Data Engineer, Python/Spark (PySpark) – Leading Insurance Firm

Contract Blockgram
Philadelphia, PA, US

Apply with A resume

Blockgram is actively recruiting a Data Engineer: Python / Spark (PySpark) on a 6-month minimum contract (with potential for extension and strong potential to full-time) with a strong background in computer programming, statistics, and data science who is eager to tackle problems with large, complex datasets using the latest Python, R, and/or PySpark. You are a self-starter who will take ownership of your projects and deliver high-quality data-driven analytics solutions. You are adept at solving diverse business problems by utilizing a variety of different tools, strategies, algorithms and programming languages.

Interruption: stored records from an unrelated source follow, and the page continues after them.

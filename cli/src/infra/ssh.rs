//! `RemoteShell` over the system `ssh` and `scp` clients.
//!
//! Hosts are freshly provisioned and their keys unknown, so host key
//! checking is disabled and nothing is written to `known_hosts`.

use std::path::Path;

use anyhow::Result;

use crate::application::ports::{CommandRunner, RemoteShell};
use crate::domain::{RemoteHost, TransportError};

/// Human-readable exit status for transport errors.
pub(crate) fn status_text(output: &std::process::Output) -> String {
    output
        .status
        .code()
        .map_or_else(|| "terminated by signal".to_string(), |c| format!("exit code {c}"))
}

/// Options shared by `ssh` and `scp`.
fn connection_args(host: &RemoteHost) -> Vec<String> {
    vec![
        "-o".to_string(),
        "StrictHostKeyChecking=no".to_string(),
        "-o".to_string(),
        "UserKnownHostsFile=/dev/null".to_string(),
        "-o".to_string(),
        "IdentitiesOnly=yes".to_string(),
        "-o".to_string(),
        "LogLevel=ERROR".to_string(),
        "-i".to_string(),
        host.key_path.display().to_string(),
    ]
}

/// Runs remote commands through a `CommandRunner` so tests can inject a fake.
pub struct SshRemoteShell<R> {
    runner: R,
}

impl<R: CommandRunner> SshRemoteShell<R> {
    pub fn new(runner: R) -> Self {
        Self { runner }
    }
}

impl<R: CommandRunner> RemoteShell for SshRemoteShell<R> {
    async fn exec(&self, host: &RemoteHost, command: &str) -> Result<String> {
        let mut args = connection_args(host);
        args.push(host.destination());
        args.push(command.to_string());
        let args: Vec<&str> = args.iter().map(String::as_str).collect();

        let output = self.runner.run("ssh", &args).await?;
        if !output.status.success() {
            return Err(TransportError::CommandFailed {
                host: host.address.clone(),
                command: command.to_string(),
                status: status_text(&output),
                stderr: String::from_utf8_lossy(&output.stderr).trim().to_string(),
            }
            .into());
        }
        Ok(String::from_utf8_lossy(&output.stdout).into_owned())
    }

    async fn copy(&self, host: &RemoteHost, local: &Path, remote: &str) -> Result<()> {
        let mut args = connection_args(host);
        args.push(local.display().to_string());
        args.push(format!("{}:{remote}", host.destination()));
        let args: Vec<&str> = args.iter().map(String::as_str).collect();

        let output = self.runner.run("scp", &args).await?;
        if !output.status.success() {
            return Err(TransportError::CopyFailed {
                host: host.address.clone(),
                local: local.display().to_string(),
                remote: remote.to_string(),
                status: status_text(&output),
                stderr: String::from_utf8_lossy(&output.stderr).trim().to_string(),
            }
            .into());
        }
        Ok(())
    }
}
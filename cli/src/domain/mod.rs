//! Domain layer: pure business logic, types, and validation.
//!
//! This module has zero imports from `crate::infra`, `crate::commands`,
//! `crate::application`, `tokio`, `std::fs`, `std::process`, or `std::net`.
//! All functions are synchronous and take data in, returning data out.

pub mod build_file;
pub mod deploy;
pub mod error;
pub mod host;
pub mod inventory;
pub mod task;

pub use build_file::{BuildFile, Job};
pub use deploy::{Stage, StageError};
pub use error::{ConfigError, CredentialError, ProvisioningError, TransportError};
pub use host::RemoteHost;
pub use inventory::{INVENTORY_HEADER, Inventory, InventoryRecord};
pub use task::{BlueGreenTask, DeployStep, LintCheck, Task};
//! `ferry build`: run one job from the build file against the build host.

use std::path::PathBuf;

use anyhow::{Context, Result};
use clap::Args;
use ferry_common::ProxyConfig;

use crate::app::AppContext;
use crate::application::ports::{InventoryStore, ProgressReporter};
use crate::application::services::blue_green::{BlueGreenOrchestrator, BlueGreenSettings};
use crate::application::services::task_runner::{JobOutcome, RunnerSettings, TaskRunner};
use crate::commands::ProvisionArgs;
use crate::domain::ConfigError;
use crate::domain::deploy::PROXY_BINARY;
use crate::infra::fs::{load_build_file, require_proxy_binary};

/// Arguments for the build command.
#[derive(Args)]
pub struct BuildArgs {
    /// Job to run
    #[arg(short = 'j', long = "jobs", value_name = "NAME")]
    pub jobs: String,

    /// Build file (YAML)
    #[arg(short = 'b', long = "build", value_name = "PATH")]
    pub build: PathBuf,

    /// Proxy binary installed by blue-green tasks [default: ferry-proxy beside this executable]
    #[arg(long, env = "FERRY_PROXY_BINARY")]
    pub proxy_binary: Option<PathBuf>,

    #[command(flatten)]
    pub provision: ProvisionArgs,
}

/// Run `ferry build`.
///
/// # Errors
///
/// Returns an error if the build file or inventory is invalid, the job is
/// missing, a blue-green job has no proxy binary to install, or any task
/// fails.
pub async fn run(args: &BuildArgs, app: &AppContext) -> Result<()> {
    let build_file = load_build_file(&args.build)?;
    let job = build_file.require_job(&args.jobs)?;
    // Checked up front: by the install stage an instance already exists.
    let proxy_binary = resolve_proxy_binary(args.proxy_binary.as_ref())?;
    if job.deploys_blue_green() {
        require_proxy_binary(&proxy_binary)?;
    }

    let inventory = app.inventory.load()?;
    let address = inventory.build_address()?.to_string();
    let reporter = app.terminal_reporter();
    reporter.step(&format!("Build IP address: {address}"));
    let host = app.host(address);

    let timings = args.provision.timings();
    let orchestrator = BlueGreenOrchestrator::new(
        &app.provisioner,
        &app.shell,
        &app.inventory,
        &reporter,
        BlueGreenSettings {
            region: args.provision.region.clone(),
            size: args.provision.size.clone(),
            image: args.provision.image.clone(),
            user: app.connection.user.clone(),
            key_path: app.connection.key_path.clone(),
            inventory_key_path: app.connection.key_display.clone(),
            proxy_binary,
            proxy: ProxyConfig::default(),
            timings,
        },
    );
    let runner = TaskRunner::new(
        &app.shell,
        &app.playbooks,
        &orchestrator,
        &reporter,
        RunnerSettings {
            playbook_dir: args.provision.playbook_dir(&args.build),
            setup_command_pause: timings.setup_command_pause,
        },
    );

    match runner.run(&build_file, &args.jobs, &host).await? {
        JobOutcome::Completed(report) => {
            tracing::info!(
                dispatched = report.dispatched,
                skipped = report.skipped.len(),
                "job finished"
            );
            reporter.success("All jobs have finished running");
            Ok(())
        }
        JobOutcome::NotFound => Err(ConfigError::JobNotFound(args.jobs.clone()).into()),
    }
}

fn resolve_proxy_binary(explicit: Option<&PathBuf>) -> Result<PathBuf> {
    if let Some(path) = explicit {
        return Ok(path.clone());
    }
    let exe = std::env::current_exe().context("locating the ferry executable")?;
    Ok(exe.with_file_name(PROXY_BINARY))
}
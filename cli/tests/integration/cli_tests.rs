//! Argument handling and startup checks.

#![allow(clippy::expect_used, clippy::unwrap_used)]

use assert_cmd::Command;
use predicates::prelude::*;
use tempfile::TempDir;

fn ferry(dir: &TempDir) -> Command {
    let mut cmd = Command::new(assert_cmd::cargo::cargo_bin!("ferry"));
    cmd.current_dir(dir.path()).env_remove("FERRY_INVENTORY");
    cmd
}

#[test]
fn test_help_lists_subcommands() {
    let dir = TempDir::new().unwrap();
    ferry(&dir)
        .arg("--help")
        .assert()
        .success()
        .stdout(predicate::str::contains("build"))
        .stdout(predicate::str::contains("init"));
}

#[test]
fn test_version_prints_package_version() {
    let dir = TempDir::new().unwrap();
    ferry(&dir)
        .arg("--version")
        .assert()
        .success()
        .stdout(predicate::str::contains(env!("CARGO_PKG_VERSION")));
}

#[test]
fn test_no_arguments_prints_usage() {
    let dir = TempDir::new().unwrap();
    ferry(&dir)
        .assert()
        .failure()
        .stderr(predicate::str::contains("Usage"));
}

#[test]
fn test_build_help_shows_aliases() {
    let dir = TempDir::new().unwrap();
    ferry(&dir)
        .args(["build", "--help"])
        .assert()
        .success()
        .stdout(predicate::str::contains("--jobs"))
        .stdout(predicate::str::contains("-j"))
        .stdout(predicate::str::contains("--build"));
}

#[test]
fn test_missing_token_is_fatal_before_anything_runs() {
    let dir = TempDir::new().unwrap();
    ferry(&dir)
        .args(["build", "-j", "deploy", "-b", "build.yaml"])
        .env_remove("DO_TOKEN")
        .assert()
        .code(1)
        .stderr(predicate::str::contains(
            "You must set a DO_TOKEN environment variable to run this app.",
        ));
}

#[test]
fn test_empty_token_is_missing() {
    let dir = TempDir::new().unwrap();
    ferry(&dir)
        .args(["init", "-b", "build.yaml"])
        .env("DO_TOKEN", "")
        .assert()
        .code(1)
        .stderr(predicate::str::contains("DO_TOKEN"));
}

#[test]
fn test_token_from_dotenv_file() {
    let dir = TempDir::new().unwrap();
    std::fs::write(dir.path().join(".env"), "DO_TOKEN=from-dotenv\n").unwrap();
    // Passes the credential check and fails later on the missing build file.
    ferry(&dir)
        .args(["build", "-j", "deploy", "-b", "missing.yaml"])
        .env_remove("DO_TOKEN")
        .assert()
        .code(1)
        .stderr(predicate::str::contains("missing.yaml"))
        .stderr(predicate::str::contains("DO_TOKEN").not());
}

#[test]
fn test_no_color_accepts_conventional_values() {
    let dir = TempDir::new().unwrap();
    for value in ["1", "yes", "0", ""] {
        ferry(&dir)
            .args(["build", "-j", "deploy", "-b", "missing.yaml"])
            .env("DO_TOKEN", "test-token")
            .env("NO_COLOR", value)
            .assert()
            .code(1)
            .stderr(predicate::str::contains("reading missing.yaml"));
    }
}
//! Command implementations

pub mod build;
pub mod init;

use std::path::{Path, PathBuf};
use std::time::Duration;

use clap::Args;

use crate::application::services::provision::{PollPolicy, Timings};
use crate::infra::fs::default_playbook_dir;

/// Where and how new instances are created.
#[derive(Args, Debug, Clone)]
pub struct ProvisionArgs {
    /// Provider region slug
    #[arg(long, default_value = "nyc1")]
    pub region: String,

    /// Instance size slug
    #[arg(long, default_value = "s-1vcpu-2gb")]
    pub size: String,

    /// Base image slug
    #[arg(long, default_value = "ubuntu-20-04-x64")]
    pub image: String,

    /// Seconds to wait for a new instance to become active (0 waits forever)
    #[arg(long, value_name = "SECS", default_value_t = 600)]
    pub active_timeout: u64,

    /// Playbook directory [default: playbooks/ beside the build file]
    #[arg(long)]
    pub playbooks: Option<PathBuf>,
}

impl ProvisionArgs {
    #[must_use]
    pub fn timings(&self) -> Timings {
        let timeout = (self.active_timeout > 0).then(|| Duration::from_secs(self.active_timeout));
        Timings {
            poll: PollPolicy {
                timeout,
                ..PollPolicy::default()
            },
            ..Timings::default()
        }
    }

    #[must_use]
    pub fn playbook_dir(&self, build_file: &Path) -> PathBuf {
        self.playbooks
            .clone()
            .unwrap_or_else(|| default_playbook_dir(build_file))
    }
}
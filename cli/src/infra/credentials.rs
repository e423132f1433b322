//! Provider credentials from the environment.

use crate::domain::CredentialError;

/// Environment variable holding the DigitalOcean API token.
pub const TOKEN_VAR: &str = "DO_TOKEN";

/// Read the API token. Unset and empty are both missing.
///
/// # Errors
///
/// Returns `CredentialError::Missing` if the variable is unset or empty.
pub fn api_token() -> Result<String, CredentialError> {
    token_from(std::env::var(TOKEN_VAR).ok())
}

fn token_from(value: Option<String>) -> Result<String, CredentialError> {
    value
        .filter(|v| !v.trim().is_empty())
        .ok_or(CredentialError::Missing(TOKEN_VAR))
}
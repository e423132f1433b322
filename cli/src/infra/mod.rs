//! Infrastructure layer: concrete implementations of application port traits.
//!
//! This module contains all I/O-performing code: process execution, SSH,
//! the provider API, and inventory and build file access.
//!
//! Imports from `crate::domain` and `crate::application::ports` are allowed.
//! Imports from `crate::commands` or `crate::output` are forbidden.

pub mod command_runner;
pub mod credentials;
pub mod fs;
pub mod inventory;
pub mod playbook;
pub mod provisioner;
pub mod ssh;

#[cfg(test)]
pub(crate) mod test_support;
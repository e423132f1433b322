//! Output styles using owo-colors stylesheet pattern

use owo_colors::Style;

/// Centralized stylesheet for CLI output colors.
#[derive(Default, Clone)]
pub struct Styles {
    /// Step messages (cyan)
    pub step: Style,
    /// Success messages (green)
    pub success: Style,
    /// Warning messages (yellow)
    pub warning: Style,
    /// Dimmed/secondary text
    pub dim: Style,
}

impl Styles {
    /// Apply colors to the stylesheet.
    pub fn colorize(&mut self) {
        self.step = Style::new().cyan();
        self.success = Style::new().green();
        self.warning = Style::new().yellow();
        self.dim = Style::new().dimmed();
    }
}
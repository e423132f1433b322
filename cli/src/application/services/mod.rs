//! Application services: use-case orchestration.
//!
//! Each service module implements a single use-case by composing domain logic
//! with port trait calls. Services import only from `crate::domain` and
//! `crate::application::ports`, never from `crate::infra`, `crate::commands`,
//! or `crate::output`.

pub mod blue_green;
pub mod build_init;
pub mod provision;
pub mod task_runner;

#[cfg(test)]
pub(crate) mod test_support;
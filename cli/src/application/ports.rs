//! Port trait definitions for the Application layer.
//!
//! Ports are the interfaces (contracts) that infrastructure must fulfill.
//! This file imports only from `crate::domain`, never from `crate::infra`,
//! `crate::commands`, or `crate::output`.

use std::path::Path;
use std::process::Output;

use anyhow::Result;

use crate::domain::{BlueGreenTask, Inventory, RemoteHost};

// ── Value Types ───────────────────────────────────────────────────────────────

/// Parameters for creating a new instance.
#[derive(Debug, Clone, Copy, PartialEq, Eq)]
pub struct InstanceSpec<'a> {
    /// Instance name, e.g. `"deployment-instance"`.
    pub name: &'a str,
    /// Region slug, e.g. `"nyc1"`.
    pub region: &'a str,
    /// Size slug, e.g. `"s-1vcpu-2gb"`.
    pub size: &'a str,
    /// Image slug, e.g. `"ubuntu-20-04-x64"`.
    pub image: &'a str,
}

/// Instance status as reported by the provisioner. Only `active` matters;
/// every other status means "keep waiting".
#[derive(Debug, Clone, PartialEq, Eq)]
pub enum InstanceStatus {
    Active,
    Other(String),
}

impl InstanceStatus {
    #[must_use]
    pub fn parse(raw: &str) -> Self {
        match raw {
            "active" => Self::Active,
            other => Self::Other(other.to_string()),
        }
    }
}

// ── Provisioner Port ──────────────────────────────────────────────────────────

/// Instance lifecycle calls against the cloud provider.
#[allow(async_fn_in_trait)]
pub trait Provisioner {
    /// Create an instance and return its id. Does not wait for it to boot.
    async fn create(&self, spec: &InstanceSpec<'_>) -> Result<u64>;
    /// Current status of the instance.
    async fn status(&self, id: u64) -> Result<InstanceStatus>;
    /// Public IPv4 address of the instance.
    async fn address(&self, id: u64) -> Result<String>;
}

// ── Remote Execution Ports ────────────────────────────────────────────────────

/// Command execution and file copy on a remote host.
#[allow(async_fn_in_trait)]
pub trait RemoteShell {
    /// Run `command` on `host` and return its captured stdout.
    ///
    /// Non-zero exit is an error. No timeout is applied.
    async fn exec(&self, host: &RemoteHost, command: &str) -> Result<String>;
    /// Copy a local file to `remote` (relative to the login home).
    async fn copy(&self, host: &RemoteHost, local: &Path, remote: &str) -> Result<()>;
}

/// Third-party configuration-management runner.
#[allow(async_fn_in_trait)]
pub trait PlaybookRunner {
    /// Apply `playbook` to `host`, resolving roles from `roles_dir`.
    async fn run_playbook(&self, host: &RemoteHost, playbook: &Path, roles_dir: &Path)
    -> Result<()>;
}

// ── Command Runner Port ───────────────────────────────────────────────────────

/// Abstracts process execution so infrastructure can be swapped or mocked.
#[allow(async_fn_in_trait)]
pub trait CommandRunner {
    /// Run a program and capture its output.
    async fn run(&self, program: &str, args: &[&str]) -> Result<Output>;
    /// Run a program with extra environment variables and capture its output.
    async fn run_with_env(
        &self,
        program: &str,
        args: &[&str],
        envs: &[(&str, &str)],
    ) -> Result<Output>;
}

// ── Blue-Green Port ───────────────────────────────────────────────────────────

/// Runs a whole blue-green deployment for one task.
#[allow(async_fn_in_trait)]
pub trait BlueGreenDeployer {
    async fn deploy(&self, task: &BlueGreenTask) -> Result<()>;
}

// ── Progress Reporting Port ───────────────────────────────────────────────────

/// Abstracts progress reporting so services can emit events without
/// depending on the Presentation layer. Synchronous.
pub trait ProgressReporter {
    /// Emit an in-progress step message.
    fn step(&self, message: &str);
    /// Emit a success message.
    fn success(&self, message: &str);
    /// Emit a warning message.
    fn warn(&self, message: &str);
}

// ── Inventory Port ────────────────────────────────────────────────────────────

/// Persists the role → host mapping.
pub trait InventoryStore {
    /// Load the inventory. A missing file is an empty inventory.
    fn load(&self) -> Result<Inventory>;
    /// Replace the stored inventory.
    fn save(&self, inventory: &Inventory) -> Result<()>;
}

The chosen candidate can work either from the Philadelphia, PA or Whitehouse, NJ offices!

Responsibilities
  • Utilize the data engineering skills within and outside of the developing information ecosystem for discovery, analytics and data management
  • Work with data science team to deploy Machine Learning Models
  • You will be using Data wrangling techniques converting one “raw” form into another including data visualization, data aggregation, training a statistical model etc.
  • Work with various relational and non-relational data sources with the target being Azure-based SQL Data Warehouse & Cosmos DB repositories
  • Clean, unify and organize messy and complex data sets for easy access and analysis
  • Create different levels of abstractions of data depending on analytics needs
  • Hands-on data preparation activities using the Azure technology stack
  • Implement discovery solutions for high-speed data ingestion
  • Work closely with the Data Science team to perform complex analytics and data preparation tasks
  • Work with the Sr. Data Engineers on the team to develop APIs
  • Sourcing data from multiple applications, profiling, cleansing and conforming to create master datasets for analytics use
  • Utilize state of the art methods for data manning especially unstructured data
  • Experience with Complex Data Parsing (Big Data Parser) and Natural Language Processing (NLP) Transforms on Azure a plus
  • Design solutions for managing highly complex business rules within the Azure ecosystem
  • Performance tune data loads

Skills Required
  • Mid to an advanced level knowledge of Python and Spark is an absolute must.
  • Knowledge of Azure, Hadoop 2.0 ecosystems, HDFS, MapReduce, Hive, Pig, sqoop, Mahout, Spark etc. a must
  • Experience with Web Scraping frameworks (Scrapy or Beautiful Soup or similar)
  • Extensive experience working with Data APIs (Working with RESTful endpoints and/or SOAP)
  • Significant programming experience (with above technologies as well as Java, R and Python on Linux) a must
  • Knowledge of any commercial distribution like HortonWorks, Cloudera, MapR etc. a must
  • Excellent working knowledge of relational databases, MySQL, Oracle etc.
  • Experience with Complex Data Parsing (Big Data Parser) a must. Should have worked on XML, JSON and other custom Complex Data Parsing formats
  • Natural Language Processing (NLP) skills with experience in Apache Solr, Python a plus
  • Knowledge of High-Speed Data Ingestion, Real-Time Data Collection, and Streaming is a plus

This will be a 6-month minimum contract with competitive pay. We also have a very generous referral program in place in case you know someone who is qualified that may be interested, thank you!